February 8th, 1848 (Tuesday)
February 8, 2010
Yesterday evening the younger Elliott got up during tea-time, and coolly went to the bell and rang it. On my inquiring the meaning of this extraordinary movement, he as coolly replied that “the boys wanted more butter.” We were perfectly astounded at this impudence, and I told him never to dare to do such a thing again without leave, and when Thomas came to answer it I said in an unmistakeable voice that “nothing was wanted.” It is quite clear that the little boy would not have ventured on such a thing without either solicitation or encouragement, so I summoned Reynolds and the elder Elliott into the Bursary this morning, and told them my thoughts and suspicions on the matter pretty plainly. It appeared that some of the boys had whole prints left for them, and others only half prints. The latter, considering this to be a grievance, consulted at table about the remedy, and hit upon what appeared to be a sovereign one; and, to say the truth, its boldness deserved better success than attended it, and therefore I gave them both first a good rowing, and then a good lecture. I commented on the impolicy as well as audacity of the act which they had evidently sanctioned, and told them that if they did not exhibit an example of obedience in their own persons, and also exercise influence over the younger boys for good, the College authorities would find it immensely difficult, if not impossible, to make St Peter’s what they designed it to be. They both seemed sorry.1
After Chapel I spoke to Mrs Burky about disobeying my positive orders respecting the butter, orders resolved on after consulting with her as to the course to be pursued, and meeting with her full approval, which I always try to secure on dietary questions. She made a wrong excuse about an ‘impression’, – but I told her such impressions were very embarrassing, and that the last thing in the world I should ever do would be, to make such a difference between one boy and another. She got angry, and I quitted the room, when I got outside of the House Richard gave me the agreeable intelligence, – that the young gentlemen (as he supposed) had smashed the windows of the granary, and entered it through them, and then thrown all the things, that they could get out, about the ground.

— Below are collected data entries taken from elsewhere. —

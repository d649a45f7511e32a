//! Read-only view of a simulator for front-ends.
//!
//! A [`Snapshot`] carries every value a register diagram labels: the Q
//! outputs, the D inputs each flip-flop will latch, the serial output and,
//! for PISO, the load/shift control.

use std::fmt;
use serde::{Serialize, Deserialize};
use crate::logic::Bit;
use crate::sim::{Mode, LoadShift, ShiftRegisterSimulator};

/// Register state plus per-mode input previews.
#[derive(Debug, Clone, PartialEq, Eq, Serialize, Deserialize)]
pub struct Snapshot {
    pub mode: Mode,
    pub width: usize,
    pub pulses: u64,
    /// Q1..QN
    pub q: Vec<Bit>,
    /// D1..DN: what each flip-flop takes on the next pulse.
    pub d: Vec<Bit>,
    /// QN
    pub serial_out: Bit,
    /// Bit entering Q1 on the next shift (not PIPO).
    #[serde(skip_serializing_if = "Option::is_none", default)]
    pub next_serial_in: Option<Bit>,
    /// Staged parallel input lines (PISO, PIPO).
    #[serde(skip_serializing_if = "Option::is_none", default)]
    pub parallel_in: Option<Vec<Bit>>,
    /// PISO only.
    #[serde(skip_serializing_if = "Option::is_none", default)]
    pub load_shift: Option<LoadShift>,
}

impl Snapshot {
    /// Capture the current state of `sim`.
    pub fn capture(sim: &ShiftRegisterSimulator) -> Self {
        let mode = sim.mode();
        let q = sim.register().bits().to_vec();
        let next_serial_in = sim.next_serial_in();

        let shifting = match mode {
            Mode::Siso | Mode::Sipo => true,
            Mode::Piso => sim.load_shift() == LoadShift::Shift,
            Mode::Pipo => false,
        };

        let d = match (shifting, next_serial_in) {
            (true, Some(first)) => std::iter::once(first)
                .chain(q.iter().copied().take(q.len().saturating_sub(1)))
                .collect(),
            _ => sim.parallel_input().to_vec(),
        };

        Self {
            mode,
            width: sim.width(),
            pulses: sim.pulses(),
            serial_out: sim.register().serial_out(),
            d,
            q,
            next_serial_in,
            parallel_in: mode
                .parallel_input()
                .then(|| sim.parallel_input().to_vec()),
            load_shift: (mode == Mode::Piso).then(|| sim.load_shift()),
        }
    }

    /// The label strings a diagram shows, in drawing order:
    /// `D1=..`, `Q1=..`, ... `OUT=..` and `MODE=..` for PISO.
    pub fn labels(&self) -> Vec<String> {
        let mut labels = Vec::with_capacity(2 * self.width + 2);
        for (i, (d, q)) in self.d.iter().zip(&self.q).enumerate() {
            labels.push(format!("D{}={}", i + 1, d));
            labels.push(format!("Q{}={}", i + 1, q));
        }
        labels.push(format!("OUT={}", self.serial_out));
        if let Some(state) = self.load_shift {
            labels.push(format!("MODE={}", state));
        }
        labels
    }

    /// Serialize to a single JSON line.
    pub fn to_json(&self) -> String {
        // Only plain data and string keys, so this cannot fail
        serde_json::to_string(self).unwrap_or_default()
    }
}

fn write_bits(f: &mut fmt::Formatter<'_>, bits: &[Bit]) -> fmt::Result {
    for bit in bits {
        write!(f, "{}", bit)?;
    }
    Ok(())
}

impl fmt::Display for Snapshot {
    fn fmt(&self, f: &mut fmt::Formatter<'_>) -> fmt::Result {
        write!(f, "{} #{:<4} Q=", self.mode, self.pulses)?;
        write_bits(f, &self.q)?;
        write!(f, " D=")?;
        write_bits(f, &self.d)?;
        if self.mode.serial_output() {
            write!(f, " out={}", self.serial_out)?;
        }
        if let Some(bit) = self.next_serial_in {
            write!(f, " in={}", bit)?;
        }
        if let Some(state) = self.load_shift {
            write!(f, " [{}]", state)?;
        }
        Ok(())
    }
}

I immediately returned into the house, and having previously found out from Reynolds that the boys were the culprits, went into the School, where being seated on the great chair, the Sub-Warden on the right, Howard and Monk on the left, I made my first speech. Commented on the petty wantonness of this outrage on the property of a neighbour, denouncing it as utterly unbecoming Christian gentlemen, – in fact, – as a piece of mere blackguardism. Told them that the College was resolved to discover the authors, – warned them to tell the truth; and then questioned each separately as to the part he had taken in the scandalous proceeding. The result of the inquiry was, – that every individual was more or less guilty, excepting little Henry Sewell. Gave Reynolds and Elliott ‘major’ a round rebuke for sanctioning and abetting such bold and vulgar mischief. Reynolds, like a great goose, said that he had not joined in the act; – to which I replied that the man who was voluntarily present at a murder, without using any effort to prevent the deed, was, in the eye of the law, no less guilty than the principal, and, if discovered, would be hanged along with him. Reynolds did not hazard further remark. After a good deal said, with a view to show them all the grossness of their behaviour, and how different a place the College of St Peter was from what some of them imagined, – announced that the whole school should be punished, – reserving time for considering in what manner it should be done.2
Gibbings, having a spare day, drove over to see us. He mentioned something very alarming about —.
1: This incident must be a direct re-enactment by the boys of the scene in Oliver Twist, in which Oliver, as the youngest boy in the workhouse, was designated by the older boys to ask the Beadle for more gruel. Oliver Twist was published in parts in 1837-8 and so would have been familiar to all the boys in the school. A report published in 1837 stated that “the inmates of a workhouse or gaol are better fed and lodged than the scholars of Eton”. Urban myths circulate easily between schoolboys and this incident and the ensuing riot which Singleton next relates, puts Radley’s earliest boys firmly in the context of their contemporaries, possibly believing themselves about to undergo the same rigours. It should also be remembered that many of them had already experienced life in boarding school and that, although their parents may have subscribed to Singleton and Sewell’s utopian vision of a revolutionary approach to schooling, their sons may have been less optimistic or more pragmatic in their expectations.
2: This riot by the earliest boys of Radley should be seen in the context of other contemporary uncontrolled behaviour among schoolboys, in some of which masters had feared for their lives. In 1808 there were violent disturbances at Harrow where senior boys paraded with banners declaring “Liberty and rebellion” in protest against curtailing their rights to flog their juniors. In 1828, riots at Winchester College were quelled by soldiers with bayonets, whilst at Shrewsbury the Headmaster had to lock himself in his study and request armed protection from the mayor of the town – after these disturbances had subsided parents were requested not to allow their sons to return to the school in possession of loaded firearms. In 1851 a riot broke out at Marlborough College in which the lodge of an unpopular porter was attacked with bricks, windows and desks were smashed, and fireworks set off. There was a similar incident with fireworks and a bonfire, which included kicking fireballs around, at Winchester in the same year.